DATA SUPPLIED START
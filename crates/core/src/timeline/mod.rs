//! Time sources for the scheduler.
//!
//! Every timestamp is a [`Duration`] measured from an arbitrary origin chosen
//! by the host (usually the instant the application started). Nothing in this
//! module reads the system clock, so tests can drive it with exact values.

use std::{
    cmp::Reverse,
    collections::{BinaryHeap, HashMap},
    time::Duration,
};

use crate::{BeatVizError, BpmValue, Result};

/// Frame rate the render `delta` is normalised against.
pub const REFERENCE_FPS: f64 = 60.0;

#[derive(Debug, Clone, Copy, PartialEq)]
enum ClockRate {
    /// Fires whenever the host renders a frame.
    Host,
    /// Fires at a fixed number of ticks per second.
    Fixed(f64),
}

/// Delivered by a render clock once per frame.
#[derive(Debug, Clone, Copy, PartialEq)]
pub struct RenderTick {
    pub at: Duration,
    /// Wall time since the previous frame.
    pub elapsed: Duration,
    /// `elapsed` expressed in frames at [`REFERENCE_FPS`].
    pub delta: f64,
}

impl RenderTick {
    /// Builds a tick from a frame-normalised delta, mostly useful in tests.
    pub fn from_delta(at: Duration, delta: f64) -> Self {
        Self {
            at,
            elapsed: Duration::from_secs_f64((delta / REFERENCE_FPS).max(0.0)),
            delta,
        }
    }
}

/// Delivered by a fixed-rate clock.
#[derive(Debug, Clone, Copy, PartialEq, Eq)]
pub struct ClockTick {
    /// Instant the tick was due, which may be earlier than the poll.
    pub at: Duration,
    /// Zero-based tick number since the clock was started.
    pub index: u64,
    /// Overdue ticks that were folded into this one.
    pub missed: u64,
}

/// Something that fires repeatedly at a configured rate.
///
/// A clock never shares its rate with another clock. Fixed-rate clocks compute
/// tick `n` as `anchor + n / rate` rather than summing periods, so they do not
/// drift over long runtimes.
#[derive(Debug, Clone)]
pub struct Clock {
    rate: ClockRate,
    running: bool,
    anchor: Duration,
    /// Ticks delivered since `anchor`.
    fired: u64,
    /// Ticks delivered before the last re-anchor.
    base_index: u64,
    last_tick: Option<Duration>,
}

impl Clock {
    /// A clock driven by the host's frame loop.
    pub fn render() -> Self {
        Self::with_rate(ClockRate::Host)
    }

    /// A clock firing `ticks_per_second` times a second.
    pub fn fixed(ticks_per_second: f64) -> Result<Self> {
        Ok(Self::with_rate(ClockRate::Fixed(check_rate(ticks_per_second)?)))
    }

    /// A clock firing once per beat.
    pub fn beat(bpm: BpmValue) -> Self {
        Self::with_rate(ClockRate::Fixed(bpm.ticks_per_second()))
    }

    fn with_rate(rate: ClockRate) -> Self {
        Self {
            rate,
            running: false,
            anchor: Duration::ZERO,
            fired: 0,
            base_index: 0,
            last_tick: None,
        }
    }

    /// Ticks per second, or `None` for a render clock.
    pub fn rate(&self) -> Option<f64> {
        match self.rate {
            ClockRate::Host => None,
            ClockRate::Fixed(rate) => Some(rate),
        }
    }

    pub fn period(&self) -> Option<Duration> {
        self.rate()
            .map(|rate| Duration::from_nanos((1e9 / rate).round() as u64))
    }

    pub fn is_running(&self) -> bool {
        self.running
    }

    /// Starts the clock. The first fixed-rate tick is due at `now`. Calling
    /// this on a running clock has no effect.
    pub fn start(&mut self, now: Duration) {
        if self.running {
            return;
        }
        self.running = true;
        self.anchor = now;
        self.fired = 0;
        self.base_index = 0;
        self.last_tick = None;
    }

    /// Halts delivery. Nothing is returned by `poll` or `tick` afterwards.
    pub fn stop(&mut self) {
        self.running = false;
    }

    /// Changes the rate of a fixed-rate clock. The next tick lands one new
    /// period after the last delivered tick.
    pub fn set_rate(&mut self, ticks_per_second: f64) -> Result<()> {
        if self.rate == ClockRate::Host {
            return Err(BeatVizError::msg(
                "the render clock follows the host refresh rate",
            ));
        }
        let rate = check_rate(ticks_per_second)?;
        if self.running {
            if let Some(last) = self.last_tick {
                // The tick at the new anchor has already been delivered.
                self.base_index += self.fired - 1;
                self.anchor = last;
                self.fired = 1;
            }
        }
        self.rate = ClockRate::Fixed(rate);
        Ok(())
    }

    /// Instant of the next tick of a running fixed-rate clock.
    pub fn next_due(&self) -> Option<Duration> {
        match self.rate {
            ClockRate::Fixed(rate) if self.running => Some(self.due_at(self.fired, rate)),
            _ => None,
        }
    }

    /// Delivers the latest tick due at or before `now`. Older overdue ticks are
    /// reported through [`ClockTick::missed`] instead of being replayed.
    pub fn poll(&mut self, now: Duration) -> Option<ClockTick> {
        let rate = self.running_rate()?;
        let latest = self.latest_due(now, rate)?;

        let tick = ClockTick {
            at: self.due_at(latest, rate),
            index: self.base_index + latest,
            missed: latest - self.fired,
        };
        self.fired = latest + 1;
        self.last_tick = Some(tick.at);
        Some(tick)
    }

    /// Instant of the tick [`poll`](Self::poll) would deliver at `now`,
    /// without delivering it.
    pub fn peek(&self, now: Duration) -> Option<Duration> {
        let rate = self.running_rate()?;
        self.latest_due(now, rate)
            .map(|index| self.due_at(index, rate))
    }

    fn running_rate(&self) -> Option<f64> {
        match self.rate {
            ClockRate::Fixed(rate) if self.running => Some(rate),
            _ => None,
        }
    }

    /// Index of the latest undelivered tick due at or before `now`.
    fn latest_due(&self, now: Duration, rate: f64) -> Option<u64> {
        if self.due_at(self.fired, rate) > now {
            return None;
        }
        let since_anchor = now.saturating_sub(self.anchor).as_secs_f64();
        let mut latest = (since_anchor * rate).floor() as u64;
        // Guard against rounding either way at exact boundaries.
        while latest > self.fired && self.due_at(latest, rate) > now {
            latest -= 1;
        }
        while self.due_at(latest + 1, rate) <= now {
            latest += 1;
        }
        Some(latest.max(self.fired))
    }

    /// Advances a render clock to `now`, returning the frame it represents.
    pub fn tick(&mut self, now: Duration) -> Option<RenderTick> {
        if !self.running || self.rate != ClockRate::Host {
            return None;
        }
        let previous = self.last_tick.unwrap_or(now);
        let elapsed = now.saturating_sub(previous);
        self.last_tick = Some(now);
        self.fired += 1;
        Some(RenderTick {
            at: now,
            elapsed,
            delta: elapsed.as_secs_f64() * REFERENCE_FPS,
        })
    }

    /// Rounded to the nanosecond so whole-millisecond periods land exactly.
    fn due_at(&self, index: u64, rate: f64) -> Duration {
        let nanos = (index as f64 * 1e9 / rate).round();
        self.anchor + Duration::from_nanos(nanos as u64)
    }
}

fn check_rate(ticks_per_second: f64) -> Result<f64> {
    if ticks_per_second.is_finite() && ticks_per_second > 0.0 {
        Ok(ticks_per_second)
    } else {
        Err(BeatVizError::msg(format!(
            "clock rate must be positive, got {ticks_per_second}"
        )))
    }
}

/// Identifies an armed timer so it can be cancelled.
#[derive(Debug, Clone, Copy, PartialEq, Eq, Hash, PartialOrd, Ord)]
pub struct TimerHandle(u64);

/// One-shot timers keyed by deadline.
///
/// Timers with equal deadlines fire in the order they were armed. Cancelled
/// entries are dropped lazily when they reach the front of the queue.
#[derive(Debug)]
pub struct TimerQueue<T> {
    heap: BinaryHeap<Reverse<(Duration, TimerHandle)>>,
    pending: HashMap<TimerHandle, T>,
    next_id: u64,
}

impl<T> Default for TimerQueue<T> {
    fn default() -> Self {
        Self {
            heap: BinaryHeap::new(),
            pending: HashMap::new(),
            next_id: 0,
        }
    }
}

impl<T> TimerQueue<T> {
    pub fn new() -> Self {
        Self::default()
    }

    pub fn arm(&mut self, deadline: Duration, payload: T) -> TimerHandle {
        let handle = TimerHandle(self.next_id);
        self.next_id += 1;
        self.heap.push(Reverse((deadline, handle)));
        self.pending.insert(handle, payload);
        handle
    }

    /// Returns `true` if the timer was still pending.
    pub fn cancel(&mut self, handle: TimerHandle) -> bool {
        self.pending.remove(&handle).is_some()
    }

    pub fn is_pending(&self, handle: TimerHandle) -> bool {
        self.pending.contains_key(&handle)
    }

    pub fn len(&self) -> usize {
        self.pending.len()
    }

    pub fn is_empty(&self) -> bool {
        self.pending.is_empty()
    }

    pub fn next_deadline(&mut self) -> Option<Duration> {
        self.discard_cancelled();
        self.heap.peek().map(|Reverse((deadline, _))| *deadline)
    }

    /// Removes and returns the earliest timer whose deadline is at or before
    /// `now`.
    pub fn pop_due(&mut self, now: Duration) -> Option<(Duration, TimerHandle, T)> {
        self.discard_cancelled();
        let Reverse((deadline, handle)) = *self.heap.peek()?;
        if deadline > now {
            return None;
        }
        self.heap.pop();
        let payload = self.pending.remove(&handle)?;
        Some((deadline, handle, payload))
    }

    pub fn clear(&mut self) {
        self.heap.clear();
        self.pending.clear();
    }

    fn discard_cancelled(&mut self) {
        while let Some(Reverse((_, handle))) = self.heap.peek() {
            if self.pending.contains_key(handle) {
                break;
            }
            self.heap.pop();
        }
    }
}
DATA SUPPLIED END
DATA SUPPLIED START
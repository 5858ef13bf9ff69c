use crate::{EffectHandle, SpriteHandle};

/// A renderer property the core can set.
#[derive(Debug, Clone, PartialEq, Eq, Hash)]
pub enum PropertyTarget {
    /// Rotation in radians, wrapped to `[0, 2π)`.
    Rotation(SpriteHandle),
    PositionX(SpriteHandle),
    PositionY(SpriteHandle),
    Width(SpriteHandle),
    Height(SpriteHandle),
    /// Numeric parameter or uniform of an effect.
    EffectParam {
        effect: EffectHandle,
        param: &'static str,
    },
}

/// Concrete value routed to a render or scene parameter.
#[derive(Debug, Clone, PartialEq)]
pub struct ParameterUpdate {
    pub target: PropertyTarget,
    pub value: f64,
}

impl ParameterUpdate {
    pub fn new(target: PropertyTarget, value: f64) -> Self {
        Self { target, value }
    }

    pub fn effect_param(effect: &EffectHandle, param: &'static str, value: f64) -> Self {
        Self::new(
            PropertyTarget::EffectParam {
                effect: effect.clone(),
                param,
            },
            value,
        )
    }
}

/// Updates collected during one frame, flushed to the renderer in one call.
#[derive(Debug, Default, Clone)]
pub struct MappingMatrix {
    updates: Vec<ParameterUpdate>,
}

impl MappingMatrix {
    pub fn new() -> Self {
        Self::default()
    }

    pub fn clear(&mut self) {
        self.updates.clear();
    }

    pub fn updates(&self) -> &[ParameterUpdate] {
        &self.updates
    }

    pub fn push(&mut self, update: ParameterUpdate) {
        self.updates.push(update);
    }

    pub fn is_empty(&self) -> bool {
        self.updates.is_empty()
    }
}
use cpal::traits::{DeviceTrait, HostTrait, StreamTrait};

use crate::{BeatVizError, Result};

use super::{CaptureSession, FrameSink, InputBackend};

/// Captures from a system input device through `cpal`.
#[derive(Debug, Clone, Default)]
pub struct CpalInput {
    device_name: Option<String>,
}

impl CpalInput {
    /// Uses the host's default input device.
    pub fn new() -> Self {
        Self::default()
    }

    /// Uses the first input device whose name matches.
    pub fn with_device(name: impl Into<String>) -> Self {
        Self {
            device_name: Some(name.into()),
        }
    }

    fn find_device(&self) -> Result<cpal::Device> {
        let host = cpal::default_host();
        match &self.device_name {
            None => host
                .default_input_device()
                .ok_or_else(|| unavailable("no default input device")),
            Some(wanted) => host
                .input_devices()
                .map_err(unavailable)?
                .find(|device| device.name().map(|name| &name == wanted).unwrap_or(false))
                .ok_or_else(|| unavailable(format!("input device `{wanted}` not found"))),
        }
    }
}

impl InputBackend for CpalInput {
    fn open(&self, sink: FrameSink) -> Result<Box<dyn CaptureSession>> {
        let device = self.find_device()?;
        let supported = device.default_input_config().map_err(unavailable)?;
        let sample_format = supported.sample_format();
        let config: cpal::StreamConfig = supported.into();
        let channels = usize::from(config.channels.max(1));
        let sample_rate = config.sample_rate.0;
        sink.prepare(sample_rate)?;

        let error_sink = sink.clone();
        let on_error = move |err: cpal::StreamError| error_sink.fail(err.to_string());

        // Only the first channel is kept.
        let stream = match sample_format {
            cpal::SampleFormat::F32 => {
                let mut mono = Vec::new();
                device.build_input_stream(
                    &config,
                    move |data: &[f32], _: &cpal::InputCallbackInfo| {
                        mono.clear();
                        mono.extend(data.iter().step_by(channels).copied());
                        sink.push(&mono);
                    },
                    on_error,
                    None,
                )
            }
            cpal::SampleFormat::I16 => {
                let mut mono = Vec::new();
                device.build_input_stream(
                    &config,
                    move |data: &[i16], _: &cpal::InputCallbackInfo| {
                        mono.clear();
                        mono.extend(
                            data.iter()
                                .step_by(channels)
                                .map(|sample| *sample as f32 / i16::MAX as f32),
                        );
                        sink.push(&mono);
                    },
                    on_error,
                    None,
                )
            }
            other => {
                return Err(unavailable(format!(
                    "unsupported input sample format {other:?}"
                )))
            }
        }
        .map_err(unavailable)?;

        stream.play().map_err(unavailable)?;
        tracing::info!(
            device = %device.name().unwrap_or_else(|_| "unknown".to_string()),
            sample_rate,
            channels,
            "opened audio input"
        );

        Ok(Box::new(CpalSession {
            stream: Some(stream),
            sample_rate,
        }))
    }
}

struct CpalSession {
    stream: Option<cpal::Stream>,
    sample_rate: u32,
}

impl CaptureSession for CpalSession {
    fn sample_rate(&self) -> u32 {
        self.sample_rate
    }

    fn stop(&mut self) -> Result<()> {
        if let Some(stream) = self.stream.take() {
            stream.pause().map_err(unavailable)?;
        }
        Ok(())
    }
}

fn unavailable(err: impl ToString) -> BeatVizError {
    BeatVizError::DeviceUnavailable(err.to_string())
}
DATA SUPPLIED END
DATA SUPPLIED START
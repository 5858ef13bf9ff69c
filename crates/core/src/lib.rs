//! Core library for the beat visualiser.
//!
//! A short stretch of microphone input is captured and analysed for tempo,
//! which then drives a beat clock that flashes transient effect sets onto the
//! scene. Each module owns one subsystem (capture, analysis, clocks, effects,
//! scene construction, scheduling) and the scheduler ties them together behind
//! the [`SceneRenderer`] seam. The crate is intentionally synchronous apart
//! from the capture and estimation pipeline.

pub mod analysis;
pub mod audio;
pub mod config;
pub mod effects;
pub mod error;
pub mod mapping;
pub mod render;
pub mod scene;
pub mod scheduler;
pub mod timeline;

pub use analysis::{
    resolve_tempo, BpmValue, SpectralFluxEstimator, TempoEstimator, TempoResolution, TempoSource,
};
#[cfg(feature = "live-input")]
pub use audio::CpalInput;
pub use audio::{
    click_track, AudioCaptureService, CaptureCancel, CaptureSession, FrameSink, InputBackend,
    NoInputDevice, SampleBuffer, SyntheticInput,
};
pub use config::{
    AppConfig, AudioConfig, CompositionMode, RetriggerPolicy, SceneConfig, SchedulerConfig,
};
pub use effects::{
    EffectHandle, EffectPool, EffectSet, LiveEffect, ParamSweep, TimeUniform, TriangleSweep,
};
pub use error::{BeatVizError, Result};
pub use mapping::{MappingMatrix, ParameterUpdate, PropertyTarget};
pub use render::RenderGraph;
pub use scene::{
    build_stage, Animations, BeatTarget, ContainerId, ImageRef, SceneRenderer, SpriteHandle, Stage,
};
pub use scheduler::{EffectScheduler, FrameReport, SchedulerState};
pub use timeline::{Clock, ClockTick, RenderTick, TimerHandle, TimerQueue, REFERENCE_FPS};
DATA SUPPLIED END
Among the records above, find the lines where the word "Uses" appears and copy them.

    /// Uses the host's default input device.
    /// Uses the first input device whose name matches.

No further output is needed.